> [Records for processing]
'''
//! Binary input handling for method body streams.
//!
//! Method bodies arrive as raw byte slices through the resolver seam; this
//! module provides the bounds-checked primitives the decoder and encoder use
//! to read and write them.
//!
//! # Key Components
//!
//! - [`crate::file::parser::Parser`] - Cursor-based reader over a body's bytes
//! - [`crate::file::io`] - Little-endian primitive conversion helpers

pub(crate) mod io;
mod parser;

pub use parser::Parser;
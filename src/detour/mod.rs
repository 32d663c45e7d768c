//! Native entry-point redirection.
//!
//! The last pipeline stage overwrites the first bytes of the original
//! function's compiled entry with an unconditional jump to the replacement.
//!
//! # Architecture
//!
//! Jump encoding is pure and pointer-width dependent: 64-bit targets get
//! `movabs rax, imm64; jmp rax` (12 bytes, reaches any address), 32-bit
//! targets get `push imm32; ret` (6 bytes). Before writing, the replacement
//! entry is peeked: if it already starts with a recognizable jump (a rel32
//! `jmp` emitted by a JIT thunk, or one of our own absolute jumps) the chain
//! is followed to its true destination, so repeated patching never stacks
//! jump-to-jump hops.
//!
//! The write itself relaxes page protection around the patched bytes
//! (`mprotect` on unix, `VirtualProtect` on windows); failures surface as
//! [`crate::Error::Install`] with the offending address. Nothing is ever
//! restored - the overwritten bytes are the installation.
//!
//! # Thread Safety
//!
//! Installation is a raw memory write; callers serialize installs per
//! function through the context's entry lock.

use std::sync::OnceLock;

use crate::file::io::read_le_at;
use crate::metadata::TypeSig;
use crate::{Error, Result};

/// Size of an installed jump in bytes on 64-bit targets.
pub const JUMP_SIZE_64: usize = 12;
/// Size of an installed jump in bytes on 32-bit targets.
pub const JUMP_SIZE_32: usize = 6;

/// Size of an installed jump on the compilation target.
#[cfg(target_pointer_width = "64")]
pub const JUMP_SIZE: usize = JUMP_SIZE_64;
/// Size of an installed jump on the compilation target.
#[cfg(not(target_pointer_width = "64"))]
pub const JUMP_SIZE: usize = JUMP_SIZE_32;

/// Encode an unconditional jump to `target` for the compilation target.
#[must_use]
pub fn encode_jump(target: usize) -> Vec<u8> {
    #[cfg(target_pointer_width = "64")]
    {
        let mut code = Vec::with_capacity(JUMP_SIZE_64);
        code.extend_from_slice(&[0x48, 0xB8]); // movabs rax, imm64
        code.extend_from_slice(&(target as u64).to_le_bytes());
        code.extend_from_slice(&[0xFF, 0xE0]); // jmp rax
        code
    }
    #[cfg(not(target_pointer_width = "64"))]
    {
        let mut code = Vec::with_capacity(JUMP_SIZE_32);
        code.push(0x68); // push imm32
        code.extend_from_slice(&(target as u32).to_le_bytes());
        code.push(0xC3); // ret
        code
    }
}

/// Decode the destination of a jump sitting at `address`, if `code` starts
/// with one of the recognized forms: `jmp rel32`, `movabs rax / jmp rax`, or
/// `push imm32 / ret`.
#[must_use]
pub fn peek_jump(address: usize, code: &[u8]) -> Option<usize> {
    if code.len() >= 5 && code[0] == 0xE9 {
        let mut offset = 1;
        let rel: i32 = read_le_at(code, &mut offset).ok()?;
        let base = i64::try_from(address).ok()? + 5;
        return usize::try_from(base + i64::from(rel)).ok();
    }

    if code.len() >= JUMP_SIZE_64
        && code[0] == 0x48
        && code[1] == 0xB8
        && code[10] == 0xFF
        && code[11] == 0xE0
    {
        let mut offset = 2;
        let imm: u64 = read_le_at(code, &mut offset).ok()?;
        return usize::try_from(imm).ok();
    }

    if code.len() >= JUMP_SIZE_32 && code[0] == 0x68 && code[5] == 0xC3 {
        let mut offset = 1;
        let imm: u32 = read_le_at(code, &mut offset).ok()?;
        return Some(imm as usize);
    }

    None
}

/// Follow any chain of recognized jumps starting at `address` to its final
/// destination. Bounded so a jump cycle cannot hang the installer.
///
/// # Safety
/// `address` and every address it chains to must point at readable memory of
/// at least [`JUMP_SIZE_64`] bytes.
#[must_use]
pub unsafe fn resolve_entry(address: usize) -> usize {
    let mut current = address;

    for _ in 0..8 {
        let code = unsafe { std::slice::from_raw_parts(current as *const u8, JUMP_SIZE_64) };
        match peek_jump(current, code) {
            Some(next) if next != current => current = next,
            _ => break,
        }
    }

    current
}

/// Overwrite the entry at `original` with a jump to `replacement`.
///
/// An existing jump at `replacement` is followed first so that re-patching
/// lands on the true destination instead of chaining.
///
/// # Errors
/// Returns [`crate::Error::Install`] when the platform refuses to make the
/// target page writable.
///
/// # Safety
/// `original` must be the entry of a compiled function at least
/// [`JUMP_SIZE`] bytes long that no thread is mid-executing through its
/// prologue, and `replacement` must point at readable memory.
pub unsafe fn install(original: usize, replacement: usize) -> Result<()> {
    let destination = unsafe { resolve_entry(replacement) };
    let code = encode_jump(destination);

    unprotect(original, code.len())?;
    unsafe {
        std::ptr::copy_nonoverlapping(code.as_ptr(), original as *mut u8, code.len());
    }
    Ok(())
}

#[cfg(unix)]
fn unprotect(address: usize, len: usize) -> Result<()> {
    // SAFETY: sysconf has no memory effects; mprotect gets a page-aligned
    // range covering the patched bytes.
    unsafe {
        let page = usize::try_from(libc::sysconf(libc::_SC_PAGESIZE)).unwrap_or(4096);
        let start = address & !(page - 1);
        let span = address + len - start;

        if libc::mprotect(
            start as *mut libc::c_void,
            span,
            libc::PROT_READ | libc::PROT_WRITE | libc::PROT_EXEC,
        ) != 0
        {
            return Err(Error::Install {
                address,
                message: std::io::Error::last_os_error().to_string(),
            });
        }
    }
    Ok(())
}

#[cfg(windows)]
fn unprotect(address: usize, len: usize) -> Result<()> {
    use windows_sys::Win32::System::Memory::{VirtualProtect, PAGE_EXECUTE_READWRITE};

    let mut old = 0u32;
    // SAFETY: the range covers exactly the bytes about to be written.
    let ok = unsafe {
        VirtualProtect(
            address as *const core::ffi::c_void,
            len,
            PAGE_EXECUTE_READWRITE,
            &mut old,
        )
    };
    if ok == 0 {
        return Err(Error::Install {
            address,
            message: std::io::Error::last_os_error().to_string(),
        });
    }
    Ok(())
}

#[cfg(not(any(unix, windows)))]
fn unprotect(_address: usize, _len: usize) -> Result<()> {
    Err(Error::NotSupported)
}

/// `true` when `return_type` is passed back through a hidden leading pointer
/// on this platform, which shifts every declared argument slot up by one.
///
/// Multi-field value types of size 3, 5, 6, 7 or 9 bytes and above cannot be
/// returned in registers; primitives and reference types always can.
#[must_use]
pub fn needs_return_buffer(return_type: &TypeSig) -> bool {
    static PLATFORM: OnceLock<bool> = OnceLock::new();
    let uses_buffer = *PLATFORM.get_or_init(|| cfg!(target_pointer_width = "64"));
    if !uses_buffer {
        return false;
    }

    match return_type.value_size() {
        Some(size) => matches!(size, 3 | 5 | 6 | 7) || size >= 9,
        None => false,
    }
}

#[cfg(test)]
mod tests {
    use super::*;
    use crate::metadata::Token;

    #[cfg(target_pointer_width = "64")]
    #[test]
    fn absolute_jump_round_trips() {
        let target = 0x7FFE_DEAD_BEEF_usize;
        let code = encode_jump(target);

        assert_eq!(code.len(), JUMP_SIZE_64);
        assert_eq!(&code[..2], &[0x48, 0xB8]);
        assert_eq!(&code[10..], &[0xFF, 0xE0]);
        assert_eq!(peek_jump(0x1000, &code), Some(target));
    }

    #[test]
    fn rel32_jump_is_recognized() {
        // jmp +0x10 at 0x2000 lands at 0x2015.
        let mut code = vec![0xE9];
        code.extend_from_slice(&0x10i32.to_le_bytes());
        assert_eq!(peek_jump(0x2000, &code), Some(0x2015));

        // Backward displacement.
        let mut back = vec![0xE9];
        back.extend_from_slice(&(-0x20i32).to_le_bytes());
        assert_eq!(peek_jump(0x2000, &back), Some(0x1FE5));
    }

    #[test]
    fn push_ret_jump_is_recognized() {
        let mut code = vec![0x68];
        code.extend_from_slice(&0x00AB_CDEFu32.to_le_bytes());
        code.push(0xC3);
        assert_eq!(peek_jump(0x3000, &code), Some(0x00AB_CDEF));
    }

    #[test]
    fn plain_code_is_not_a_jump() {
        assert_eq!(peek_jump(0x1000, &[0x90; 16]), None);
        assert_eq!(peek_jump(0x1000, &[0xE9]), None);
    }

    #[cfg(target_pointer_width = "64")]
    #[test]
    fn chained_entries_resolve_to_the_final_destination() {
        // A buffer that itself holds a jump stands in for an already
        // detoured entry point.
        let tail = [0x90u8; 16];
        let tail_addr = tail.as_ptr() as usize;

        let mut hop = [0u8; 16];
        hop[..JUMP_SIZE_64].copy_from_slice(&encode_jump(tail_addr));
        let hop_addr = hop.as_ptr() as usize;

        let resolved = unsafe { resolve_entry(hop_addr) };
        assert_eq!(resolved, tail_addr);

        // A non-jump entry resolves to itself.
        assert_eq!(unsafe { resolve_entry(tail_addr) }, tail_addr);
    }

    #[cfg(target_pointer_width = "64")]
    #[test]
    fn return_buffer_size_classes() {
        let value = |size| TypeSig::ValueType {
            token: Token::new(0x0200_0001),
            size,
        };

        for size in [3, 5, 6, 7, 9, 12, 24] {
            assert!(needs_return_buffer(&value(size)), "size {size}");
        }
        for size in [1, 2, 4, 8] {
            assert!(!needs_return_buffer(&value(size)), "size {size}");
        }

        assert!(!needs_return_buffer(&TypeSig::I4));
        assert!(!needs_return_buffer(&TypeSig::Object));
        assert!(!needs_return_buffer(&TypeSig::Void));
    }
}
'''
> [What you need to do]
Each line of the listing that contains the word "VirtualProtect" must be copied.

> [Solution to this problem]
//! (`mprotect` on unix, `VirtualProtect` on windows); failures surface as
    use windows_sys::Win32::System::Memory::{VirtualProtect, PAGE_EXECUTE_READWRITE};
        VirtualProtect(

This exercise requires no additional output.